§ GOAL OF THE EXERCISE: Line by line, please look for the word "planName" in the following records, then copy each line you find it in.

(Stored data)
====

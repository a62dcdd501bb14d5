//! Stripe REST client — the single point of entry for outbound calls to the
//! payment gateway. Requests are form-encoded per the Stripe API; responses
//! and error bodies are decoded with serde.

use reqwest::Client;
use serde::{de::DeserializeOwned, Deserialize};
use tracing::debug;
use uuid::Uuid;

use crate::errors::AppError;

const STRIPE_API_URL: &str = "https://api.stripe.com/v1";

#[derive(Debug, Deserialize)]
pub struct StripeCustomer {
    pub id: String,
}

#[derive(Debug, Deserialize)]
pub struct StripeCheckoutSession {
    pub id: String,
    pub url: Option<String>,
}

#[derive(Debug, Deserialize)]
struct StripeErrorBody {
    error: StripeErrorDetail,
}

#[derive(Debug, Deserialize)]
struct StripeErrorDetail {
    message: String,
}

/// Inputs for a subscription checkout session.
pub struct CheckoutParams {
    pub customer_id: String,
    pub price_id: String,
    pub success_url: String,
    pub cancel_url: String,
    pub user_id: Uuid,
    pub plan_name: String,
    pub billing_period: String,
}

#[derive(Clone)]
pub struct StripeClient {
    client: Client,
    secret_key: String,
}

impl StripeClient {
    pub fn new(secret_key: String) -> Self {
        Self {
            client: Client::builder()
                .timeout(std::time::Duration::from_secs(30))
                .build()
                .expect("Failed to build HTTP client"),
            secret_key,
        }
    }

    pub async fn create_customer(
        &self,
        email: &str,
        user_id: Uuid,
    ) -> Result<StripeCustomer, AppError> {
        let form = vec![
            ("email".to_string(), email.to_string()),
            ("metadata[userId]".to_string(), user_id.to_string()),
        ];
        self.post_form("/customers", &form).await
    }

    pub async fn create_checkout_session(
        &self,
        params: &CheckoutParams,
    ) -> Result<StripeCheckoutSession, AppError> {
        self.post_form("/checkout/sessions", &checkout_form(params))
            .await
    }

    /// Flags the gateway subscription to end at the period boundary instead
    /// of cancelling immediately.
    pub async fn cancel_at_period_end(&self, subscription_id: &str) -> Result<(), AppError> {
        let form = vec![("cancel_at_period_end".to_string(), "true".to_string())];
        let _: serde_json::Value = self
            .post_form(&format!("/subscriptions/{subscription_id}"), &form)
            .await?;
        Ok(())
    }

    async fn post_form<T: DeserializeOwned>(
        &self,
        path: &str,
        form: &[(String, String)],
    ) -> Result<T, AppError> {
        let response = self
            .client
            .post(format!("{STRIPE_API_URL}{path}"))
            .basic_auth(&self.secret_key, None::<&str>)
            .form(form)
            .send()
            .await
            .map_err(|e| AppError::Billing(e.to_string()))?;

        let status = response.status();
        if !status.is_success() {
            let body = response.text().await.unwrap_or_default();
            let message = serde_json::from_str::<StripeErrorBody>(&body)
                .map(|e| e.error.message)
                .unwrap_or(body);
            return Err(AppError::Billing(format!("{path} returned {status}: {message}")));
        }

        debug!("Stripe call succeeded: POST {path}");
        response
            .json()
            .await
            .map_err(|e| AppError::Billing(format!("malformed response from {path}: {e}")))
    }
}

fn checkout_form(params: &CheckoutParams) -> Vec<(String, String)> {
    vec![
        ("customer".to_string(), params.customer_id.clone()),
        ("mode".to_string(), "subscription".to_string()),
        ("payment_method_types[0]".to_string(), "card".to_string()),
        ("line_items[0][price]".to_string(), params.price_id.clone()),
        ("line_items[0][quantity]".to_string(), "1".to_string()),
        ("success_url".to_string(), params.success_url.clone()),
        ("cancel_url".to_string(), params.cancel_url.clone()),
        ("metadata[userId]".to_string(), params.user_id.to_string()),
        ("metadata[planName]".to_string(), params.plan_name.clone()),
        (
            "metadata[billingPeriod]".to_string(),
            params.billing_period.clone(),
        ),
    ]
}

#[cfg(test)]
mod tests {
    use super::*;

    #[test]
    fn test_checkout_form_carries_metadata() {
        let user_id = Uuid::new_v4();
        let params = CheckoutParams {
            customer_id: "cus_123".to_string(),
            price_id: "price_abc".to_string(),
            success_url: "https://app.example/dashboard".to_string(),
            cancel_url: "https://app.example/pricing".to_string(),
            user_id,
            plan_name: "pro".to_string(),
            billing_period: "yearly".to_string(),
        };

        let form = checkout_form(&params);
        let get = |key: &str| {
            form.iter()
                .find(|(k, _)| k == key)
                .map(|(_, v)| v.as_str())
        };

        assert_eq!(get("customer"), Some("cus_123"));
        assert_eq!(get("mode"), Some("subscription"));
        assert_eq!(get("line_items[0][price]"), Some("price_abc"));
        assert_eq!(get("metadata[userId]"), Some(user_id.to_string().as_str()));
        assert_eq!(get("metadata[planName]"), Some("pro"));
        assert_eq!(get("metadata[billingPeriod]"), Some("yearly"));
    }
}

====

§ REPLY:
        ("metadata[planName]".to_string(), params.plan_name.clone()),
        assert_eq!(get("metadata[planName]"), Some("pro"));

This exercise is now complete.